Florida families with children enrolled in the MediKids and CMS programs will pay premiums that will range from $5 to $15 per month, but no copayments for medical services will be charged. Other families in the Healthy Kids plan will pay premiums and copayments for some services. Under the CHIP statute, no family can be charged more than five percent of its annual income.

"The Florida amendment is evidence of the success of the CHIP program and that states are eager to meet the needs of this vulnerable population," said Nancy-Ann DeParle, administrator of the Health Care Financing Administration (HCFA), which administers CHIP, Medicaid and Medicare. "It is through efforts like this that we will realize the Administration's goal of providing health insurance to those who need it."

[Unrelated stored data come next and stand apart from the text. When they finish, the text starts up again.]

use std::time::Instant;

use reqwest::header::{HeaderMap, HeaderValue, ACCEPT, ACCEPT_LANGUAGE};
use reqwest::redirect::Policy;
use reqwest::Client;
use url::Url;

use crate::config::HttpConfig;
use crate::error::{AppError, Result};

const ACCEPT_HTML: &str =
    "text/html,application/xhtml+xml,application/xml;q=0.9,image/avif,image/webp,*/*;q=0.8";

/// Factory for the shared HTTP client.
pub fn create_client(config: &HttpConfig) -> Result<Client> {
    let mut headers = HeaderMap::new();
    headers.insert(ACCEPT, HeaderValue::from_static(ACCEPT_HTML));
    headers.insert(ACCEPT_LANGUAGE, HeaderValue::from_static("en-US,en;q=0.9"));

    let client = Client::builder()
        .timeout(config.timeout())
        .redirect(Policy::limited(config.max_redirects))
        .user_agent(config.user_agent.as_str())
        .default_headers(headers)
        .build()?;
    Ok(client)
}

/// Accepts absolute `http`/`https` URLs only.
pub fn validate_url(raw: &str) -> Result<Url> {
    let url = Url::parse(raw.trim()).map_err(|e| AppError::invalid_url(format!("{raw}: {e}")))?;
    match url.scheme() {
        "http" | "https" => Ok(url),
        other => Err(AppError::invalid_url(format!(
            "{raw}: unsupported scheme '{other}'"
        ))),
    }
}

/// Markup and timing of one successful fetch.
#[derive(Debug, Clone)]
pub struct FetchedPage {
    pub requested_url: String,
    /// URL after redirects.
    pub final_url: String,
    pub status: u16,
    pub html: String,
    pub load_time_ms: u64,
}

#[derive(Debug, Clone)]
pub struct PageFetcher {
    client: Client,
}

impl PageFetcher {
    pub fn new(config: &HttpConfig) -> Result<Self> {
        Ok(Self::with_client(create_client(config)?))
    }

    pub fn with_client(client: Client) -> Self {
        Self { client }
    }

    pub fn client(&self) -> &Client {
        &self.client
    }

    /// GETs `url` and reads the body. Load time covers request and body.
    pub async fn fetch(&self, url: &str) -> Result<FetchedPage> {
        let target = validate_url(url)?;
        let started = Instant::now();

        let response = self.client.get(target).send().await?;
        let status = response.status();
        let final_url = response.url().to_string();
        if !status.is_success() {
            return Err(AppError::HttpStatus {
                status: status.as_u16(),
                url: final_url,
            });
        }

        let html = response.text().await?;
        let load_time_ms = started.elapsed().as_millis() as u64;
        tracing::debug!(
            "Fetched {} ({} bytes, {} ms)",
            final_url,
            html.len(),
            load_time_ms
        );

        Ok(FetchedPage {
            requested_url: url.to_string(),
            final_url,
            status: status.as_u16(),
            html,
            load_time_ms,
        })
    }

    /// Body of `url` as text, for sitemap documents.
    pub async fn fetch_text(&self, url: &str) -> Result<String> {
        Ok(self.fetch(url).await?.html)
    }
}
use std::path::PathBuf;
use std::sync::Arc;

use anyhow::{bail, Context, Result};
use clap::{Args, Parser, Subcommand};
use serde::Serialize;
use tokio_util::sync::CancellationToken;

use seo_audit::config::AppConfig;
use seo_audit::domain::ResolutionRecord;
use seo_audit::lifecycle;
use seo_audit::report::{self, ReportFormat};
use seo_audit::service::auditor::AUDIT_METHOD_FILE;
use seo_audit::service::{
    discover_sitemap, AuditEngine, Auditor, BatchRunner, HttpAuditor, PageFetcher,
    ResolutionCatalog, SitemapCrawler,
};

#[derive(Parser, Debug)]
#[command(
    name = "seo-audit",
    about = "Audit web pages for on-page SEO issues and get remediation guidance",
    version
)]
pub struct Cli {
    #[command(flatten)]
    pub output: OutputArgs,

    /// Override the request timeout in seconds
    #[arg(long, global = true)]
    pub timeout_secs: Option<u64>,

    #[command(subcommand)]
    pub command: Command,
}

#[derive(Args, Debug, Default)]
pub struct OutputArgs {
    /// Output format (defaults to the --output extension, then json)
    #[arg(long, value_enum, global = true)]
    pub format: Option<ReportFormat>,

    /// Write the report to a file instead of stdout
    #[arg(long, short, global = true)]
    pub output: Option<PathBuf>,
}

impl OutputArgs {
    fn resolved_format(&self) -> ReportFormat {
        match (self.format, &self.output) {
            (Some(format), _) => format,
            (None, Some(path)) => ReportFormat::detect(path, ReportFormat::Json),
            (None, None) => ReportFormat::Json,
        }
    }
}

#[derive(Subcommand, Debug)]
pub enum Command {
    /// Fetch and audit a single URL
    Audit {
        url: String,
    },
    /// Audit a saved HTML file as if it had been served from --url
    File {
        path: PathBuf,
        #[arg(long)]
        url: String,
        /// Load time to record for the page
        #[arg(long, default_value_t = 0)]
        load_time_ms: u64,
    },
    /// Audit several URLs, optionally taken from a sitemap
    Batch(BatchArgs),
    /// List the page URLs of a sitemap
    Crawl {
        /// Sitemap URL, or a site root with --discover
        url: String,
        /// Look for /sitemap.xml on the site's origin
        #[arg(long)]
        discover: bool,
    },
    /// Show remediation guidance for an issue text
    Resolve {
        issue: String,
    },
}

#[derive(Args, Debug, Default)]
pub struct BatchArgs {
    pub urls: Vec<String>,
    /// Add every URL listed in this sitemap
    #[arg(long)]
    pub sitemap: Option<String>,
    #[arg(long)]
    pub max_urls: Option<usize>,
    #[arg(long)]
    pub concurrency: Option<usize>,
    #[arg(long)]
    pub delay_ms: Option<u64>,
}

#[derive(Serialize)]
#[serde(rename_all = "camelCase")]
struct ResolvedIssue<'a> {
    issue: &'a str,
    #[serde(flatten)]
    resolution: &'a ResolutionRecord,
}

pub async fn run(cli: Cli, mut config: AppConfig) -> Result<()> {
    if let Some(timeout) = cli.timeout_secs {
        config.http.timeout_secs = timeout;
    }
    let format = cli.output.resolved_format();
    let writer = || report::open_output(cli.output.output.as_deref());

    match cli.command {
        Command::Audit { url } => {
            let auditor = HttpAuditor::new(&config.http)?;
            let result = auditor
                .analyze(&url)
                .await
                .with_context(|| format!("audit of {url} failed"))?;
            report::write_audit(writer()?, format, &result)?;
        }
        Command::File {
            path,
            url,
            load_time_ms,
        } => {
            let html = std::fs::read_to_string(&path)
                .with_context(|| format!("unable to read {}", path.display()))?;
            let result =
                AuditEngine::with_method(AUDIT_METHOD_FILE).audit(&html, &url, load_time_ms);
            report::write_audit(writer()?, format, &result)?;
        }
        Command::Batch(args) => {
            let batch_config = {
                let mut batch = config.batch.clone();
                batch.max_urls = args.max_urls.unwrap_or(batch.max_urls);
                batch.concurrency = args.concurrency.unwrap_or(batch.concurrency).max(1);
                batch.delay_ms = args.delay_ms.unwrap_or(batch.delay_ms);
                batch
            };

            let fetcher = PageFetcher::new(&config.http)?;
            let mut urls = args.urls;
            if let Some(sitemap) = &args.sitemap {
                let crawler = SitemapCrawler::new(fetcher.clone(), config.sitemap.clone());
                let entries = crawler.crawl(sitemap).await?;
                urls.extend(entries.into_iter().map(|entry| entry.loc));
            }
            if urls.is_empty() {
                bail!("no URLs to audit: pass URLs or --sitemap");
            }

            let cancel = CancellationToken::new();
            let watcher = lifecycle::cancel_on_ctrl_c(cancel.clone());
            let runner = BatchRunner::new(Arc::new(HttpAuditor::with_fetcher(fetcher)), batch_config);
            let batch_report = runner.run(urls, &cancel).await;
            cancel.cancel();
            watcher.await.ok();

            report::write_batch(writer()?, format, &batch_report)?;
        }
        Command::Crawl { url, discover } => {
            let sitemap_url = if discover {
                discover_sitemap(&url)?.to_string()
            } else {
                url
            };
            let crawler = SitemapCrawler::new(PageFetcher::new(&config.http)?, config.sitemap);
            let entries = crawler.crawl(&sitemap_url).await?;
            report::write_sitemap(writer()?, format, &entries)?;
        }
        Command::Resolve { issue } => {
            let resolution = ResolutionCatalog::global().resolve_text(&issue);
            let resolved = ResolvedIssue {
                issue: &issue,
                resolution,
            };
            report::json::write_pretty(writer()?, &resolved)?;
        }
    }
    Ok(())
}

#[cfg(test)]
mod tests {
    use super::*;

    #[test]
    fn test_parse_batch_with_overrides() {
        let cli = Cli::try_parse_from([
            "seo-audit",
            "batch",
            "https://a.test",
            "https://b.test",
            "--concurrency",
            "4",
            "--format",
            "csv",
        ])
        .unwrap();

        assert_eq!(cli.output.resolved_format(), ReportFormat::Csv);
        match cli.command {
            Command::Batch(args) => {
                assert_eq!(args.urls.len(), 2);
                assert_eq!(args.concurrency, Some(4));
                assert!(args.sitemap.is_none());
            }
            other => panic!("unexpected command {other:?}"),
        }
    }

    #[test]
    fn test_output_extension_picks_format() {
        let cli =
            Cli::try_parse_from(["seo-audit", "crawl", "https://a.test/sitemap.xml", "-o", "urls.csv"])
                .unwrap();
        assert_eq!(cli.output.resolved_format(), ReportFormat::Csv);
    }

    #[test]
    fn test_file_requires_url() {
        assert!(Cli::try_parse_from(["seo-audit", "file", "page.html"]).is_err());
    }
}
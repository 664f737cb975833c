use std::sync::OnceLock;

use regex::Regex;
use scraper::{ElementRef, Html, Selector};
use serde_json::Value;
use url::Url;

use crate::domain::{
    ContentStats, HeadingCounts, ImageStats, LinkStats, PageSignals, Performance, SocialTags,
    TechnicalFlags, TextSignal,
};

/// Sentinel `@type` recorded for JSON-LD blocks that fail to parse.
pub const INVALID_SCHEMA: &str = "Invalid";
/// Sentinel `@type` recorded for JSON-LD blocks without a type.
pub const UNKNOWN_SCHEMA: &str = "Unknown";

macro_rules! selector {
    ($css:literal) => {{
        static SELECTOR: OnceLock<Selector> = OnceLock::new();
        SELECTOR.get_or_init(|| Selector::parse($css).expect(concat!("invalid selector: ", $css)))
    }};
}

fn optimizable_image_pattern() -> &'static Regex {
    static PATTERN: OnceLock<Regex> = OnceLock::new();
    PATTERN.get_or_init(|| Regex::new(r"(?i)\.(?:jpe?g|png)").expect("invalid image pattern"))
}

/// Turns fetched markup into a [`PageSignals`] record.
///
/// Never fails: anything missing from the document becomes an empty string,
/// a zero count or a `false` flag.
pub struct SignalExtractor;

impl SignalExtractor {
    pub fn extract(html: &str, source_url: &str, load_time_ms: u64) -> PageSignals {
        let document = Html::parse_document(html);
        Self::extract_from_document(&document, source_url, load_time_ms)
    }

    pub fn extract_from_document(
        document: &Html,
        source_url: &str,
        load_time_ms: u64,
    ) -> PageSignals {
        let parsed_url = Url::parse(source_url).ok();
        let hostname = parsed_url
            .as_ref()
            .and_then(|u| u.host_str())
            .unwrap_or_default();

        let schema_types = Self::extract_schema_types(document);

        PageSignals {
            title: Self::extract_title(document),
            meta_description: TextSignal::new(Self::meta_content(
                document,
                selector!("meta[name='description']"),
            )),
            meta_keywords: Self::meta_content(document, selector!("meta[name='keywords']")),
            headings: Self::count_headings(document),
            images: Self::analyze_images(document),
            links: Self::count_links(document, hostname),
            technical: TechnicalFlags {
                https: parsed_url.as_ref().is_some_and(|u| u.scheme() == "https"),
                charset: Self::has_attr(document, selector!("meta[charset]"), "charset"),
                viewport: Self::meta_content(document, selector!("meta[name='viewport']"))
                    .contains("width=device-width"),
                canonical: Self::has_attr(document, selector!("link[rel='canonical']"), "href"),
                favicon: document
                    .select(selector!(
                        "link[rel='icon'], link[rel='shortcut icon'], link[rel='apple-touch-icon']"
                    ))
                    .next()
                    .is_some(),
                language: Self::has_attr(document, selector!("html"), "lang"),
                schema: !schema_types.is_empty(),
                noindex: Self::meta_content(document, selector!("meta[name='robots']"))
                    .to_ascii_lowercase()
                    .contains("noindex"),
            },
            content: ContentStats {
                word_count: Self::count_words(document),
            },
            social: SocialTags {
                og_title: !Self::meta_content(document, selector!("meta[property='og:title']"))
                    .is_empty(),
                og_description: !Self::meta_content(
                    document,
                    selector!("meta[property='og:description']"),
                )
                .is_empty(),
                og_image: !Self::meta_content(document, selector!("meta[property='og:image']"))
                    .is_empty(),
                twitter_card: !Self::meta_content(document, selector!("meta[name='twitter:card']"))
                    .is_empty(),
            },
            performance: Performance { load_time_ms },
            schema_types,
        }
    }

    fn extract_title(document: &Html) -> TextSignal {
        document
            .select(selector!("title"))
            .next()
            .map(|el| TextSignal::new(el.text().collect::<String>()))
            .unwrap_or_default()
    }

    /// Trimmed `content` attribute of the first match, or an empty string.
    fn meta_content(document: &Html, selector: &Selector) -> String {
        document
            .select(selector)
            .next()
            .and_then(|el| el.value().attr("content"))
            .map(|s| s.trim().to_string())
            .unwrap_or_default()
    }

    fn has_attr(document: &Html, selector: &Selector, attr: &str) -> bool {
        document
            .select(selector)
            .next()
            .and_then(|el| el.value().attr(attr))
            .is_some_and(|value| !value.trim().is_empty())
    }

    fn count_headings(document: &Html) -> HeadingCounts {
        let count = |selector: &Selector| document.select(selector).count() as u32;

        HeadingCounts {
            h1: count(selector!("h1")),
            h2: count(selector!("h2")),
            h3: count(selector!("h3")),
            h4: count(selector!("h4")),
            h5: count(selector!("h5")),
            h6: count(selector!("h6")),
            h1_texts: document
                .select(selector!("h1"))
                .map(|el| el.text().collect::<String>().trim().to_string())
                .collect(),
        }
    }

    fn analyze_images(document: &Html) -> ImageStats {
        let mut stats = ImageStats::default();

        for img in document.select(selector!("img")) {
            stats.total += 1;

            let alt = img.value().attr("alt");
            if alt.map_or(true, |a| a.trim().is_empty()) {
                stats.without_alt += 1;
            }

            let src = img.value().attr("src").unwrap_or_default();
            if optimizable_image_pattern().is_match(src) && !src.contains(".webp") {
                stats.optimizable += 1;
            }
        }

        stats
    }

    /// Internal: href starts with `/` or mentions the page's hostname.
    /// External: everything else except fragment, `mailto:` and `tel:` hrefs.
    fn count_links(document: &Html, hostname: &str) -> LinkStats {
        let mut stats = LinkStats::default();

        for anchor in document.select(selector!("a[href]")) {
            stats.total += 1;
            let href = anchor.value().attr("href").unwrap_or_default().trim();

            let is_internal =
                href.starts_with('/') || (!hostname.is_empty() && href.contains(hostname));
            if is_internal {
                stats.internal += 1;
            } else if !(href.starts_with('#')
                || href.starts_with("mailto:")
                || href.starts_with("tel:"))
            {
                stats.external += 1;
            }
        }

        stats
    }

    fn count_words(document: &Html) -> u32 {
        document
            .select(selector!("body"))
            .next()
            .map(|body| body.text().collect::<String>().split_whitespace().count() as u32)
            .unwrap_or(0)
    }

    fn extract_schema_types(document: &Html) -> Vec<String> {
        document
            .select(selector!("script[type='application/ld+json']"))
            .flat_map(|script| Self::schema_block_types(&script))
            .collect()
    }

    fn schema_block_types(script: &ElementRef<'_>) -> Vec<String> {
        let raw = script.text().collect::<String>();
        match serde_json::from_str::<Value>(&raw) {
            Ok(Value::Array(items)) if !items.is_empty() => {
                items.iter().flat_map(Self::type_of).collect()
            }
            Ok(value) => Self::type_of(&value),
            Err(err) => {
                tracing::debug!("Skipping invalid JSON-LD block: {}", err);
                vec![INVALID_SCHEMA.to_string()]
            }
        }
    }

    fn type_of(value: &Value) -> Vec<String> {
        let types: Vec<String> = match value.get("@type") {
            Some(Value::String(t)) => vec![t.clone()],
            Some(Value::Array(ts)) => ts
                .iter()
                .filter_map(Value::as_str)
                .map(str::to_string)
                .collect(),
            _ => Vec::new(),
        };

        if types.is_empty() {
            vec![UNKNOWN_SCHEMA.to_string()]
        } else {
            types
        }
    }
}

#[cfg(test)]
mod tests {
    use super::*;

    const URL: &str = "https://example.com/blog/post";

    #[test]
    fn test_extract_basic_head_signals() {
        let html = r#"<html lang="en"><head>
            <meta charset="utf-8">
            <title>  A Reasonably Descriptive Page Title Here  </title>
            <meta name="description" content="Short description">
            <meta name="viewport" content="width=device-width, initial-scale=1">
            <link rel="canonical" href="https://example.com/blog/post">
            <link rel="shortcut icon" href="/favicon.ico">
        </head><body></body></html>"#;

        let signals = SignalExtractor::extract(html, URL, 120);

        assert_eq!(signals.title.content, "A Reasonably Descriptive Page Title Here");
        assert_eq!(signals.title.length, 40);
        assert!(signals.meta_description.present);
        assert_eq!(signals.meta_description.length, 17);
        assert!(signals.technical.https);
        assert!(signals.technical.charset);
        assert!(signals.technical.viewport);
        assert!(signals.technical.canonical);
        assert!(signals.technical.favicon);
        assert!(signals.technical.language);
        assert_eq!(signals.performance.load_time_ms, 120);
    }

    #[test]
    fn test_malformed_html_yields_defaults() {
        let signals = SignalExtractor::extract("<div><p>unclosed <b>tags", "not a url", 0);

        assert!(!signals.title.present);
        assert_eq!(signals.title.length, 0);
        assert!(!signals.meta_description.present);
        assert_eq!(signals.headings.h1, 0);
        assert_eq!(signals.images.total, 0);
        assert_eq!(signals.links.total, 0);
        assert!(!signals.technical.https);
        assert!(!signals.technical.schema);
        assert_eq!(signals.content.word_count, 2);
        assert!(signals.is_consistent());
    }

    #[test]
    fn test_viewport_requires_device_width() {
        let html = r#"<head><meta name="viewport" content="initial-scale=1"></head>"#;
        assert!(!SignalExtractor::extract(html, URL, 0).technical.viewport);
    }

    #[test]
    fn test_heading_counts() {
        let html = "<body><h1>One</h1><h1>Two</h1><h2>a</h2><h3>b</h3><h3>c</h3><h6>d</h6></body>";
        let headings = SignalExtractor::extract(html, URL, 0).headings;

        assert_eq!(headings.h1, 2);
        assert_eq!(headings.h2, 1);
        assert_eq!(headings.h3, 2);
        assert_eq!(headings.h4, 0);
        assert_eq!(headings.h6, 1);
        assert_eq!(headings.h1_texts, vec!["One", "Two"]);
    }

    #[test]
    fn test_image_alt_and_format_counts() {
        let html = r#"<body>
            <img src="/a.jpg" alt="described">
            <img src="/b.PNG">
            <img src="/c.webp" alt="">
            <img src="/d.jpeg.webp" alt="fallback chain">
            <img>
        </body>"#;
        let images = SignalExtractor::extract(html, URL, 0).images;

        assert_eq!(images.total, 5);
        assert_eq!(images.without_alt, 3);
        assert_eq!(images.optimizable, 2);
    }

    #[test]
    fn test_link_classification() {
        let html = r##"<body>
            <a href="/about">About</a>
            <a href="https://example.com/contact">Contact</a>
            <a href="https://other.org/">Other</a>
            <a href="#top">Top</a>
            <a href="mailto:hi@example.org">Mail</a>
            <a href="tel:+123">Call</a>
            <a>No href</a>
        </body>"##;
        let links = SignalExtractor::extract(html, URL, 0).links;

        assert_eq!(links.total, 6);
        assert_eq!(links.internal, 2);
        assert_eq!(links.external, 1);
    }

    #[test]
    fn test_unparsable_source_url_only_counts_root_relative_links() {
        let html = r#"<body><a href="/x">x</a><a href="https://example.com/">y</a></body>"#;
        let links = SignalExtractor::extract(html, "::bad::", 0).links;

        assert_eq!(links.internal, 1);
        assert_eq!(links.external, 1);
    }

    #[test]
    fn test_word_count_splits_on_whitespace() {
        let html = "<body><p>one two\tthree</p>\n<p>  four  </p><div>five<span>six</span></div></body>";
        assert_eq!(SignalExtractor::extract(html, URL, 0).content.word_count, 5);
    }

    #[test]
    fn test_schema_types_and_invalid_blocks() {
        let html = r#"<head>
            <script type="application/ld+json">{"@type": "Organization", "name": "Acme"}</script>
            <script type="application/ld+json">{ not json </script>
            <script type="application/ld+json">{"@type": ["Article", "NewsArticle"]}</script>
            <script type="application/ld+json">{"@context": "https://schema.org"}</script>
        </head>"#;
        let signals = SignalExtractor::extract(html, URL, 0);

        assert!(signals.technical.schema);
        assert_eq!(
            signals.schema_types,
            vec!["Organization", "Invalid", "Article", "NewsArticle", "Unknown"]
        );
    }

    #[test]
    fn test_social_and_robots() {
        let html = r#"<head>
            <meta property="og:title" content="Title">
            <meta property="og:description" content="  ">
            <meta property="og:image" content="https://example.com/og.png">
            <meta name="robots" content="NOINDEX, follow">
        </head>"#;
        let signals = SignalExtractor::extract(html, URL, 0);

        assert!(signals.social.og_title);
        assert!(!signals.social.og_description);
        assert!(signals.social.og_image);
        assert!(!signals.social.twitter_card);
        assert!(signals.technical.noindex);
    }

    #[test]
    fn test_plain_http_is_not_https() {
        assert!(!SignalExtractor::extract("", "http://example.com", 0).technical.https);
    }
}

"We're pulling together to help hard-working, low-income parents give their kids the same kind of high quality health care others take for granted," said Claude Earl Fox, M.D., M.P.H., administrator of the Health Resources and Services Administration (HRSA), the agency working with HCFA and states to implement CHIP. "Free or low-cost health insurance is what families need to ensure their kids can grow up strong and healthy."

For the first year of the program, allotments totaling $4.3 billion are available to states whose plans are approved by HHS by Sept. 30, 1999. In addition to the 35 plans which have been approved -- Alabama, Colorado, South Carolina, Florida, Ohio, California, Illinois, New York, Michigan, Missouri, New Jersey, Connecticut, Rhode Island, Oklahoma, Pennsylvania, Massachusetts, Wisconsin, Oregon, Texas, Idaho, Puerto Rico, Indiana, Utah, North Carolina, Minnesota, Maryland, Arkansas, Nebraska, Maine, Nevada, South Dakota, Iowa, Kansas, Delaware and Georgia -- these states have submitted plans: Tennessee, Montana, the District of Columbia, New Mexico, New Hampshire, Kentucky, Virginia, West Virginia, the Virgin Islands, North Dakota, Arizona, Mississippi, Louisiana, and Alaska.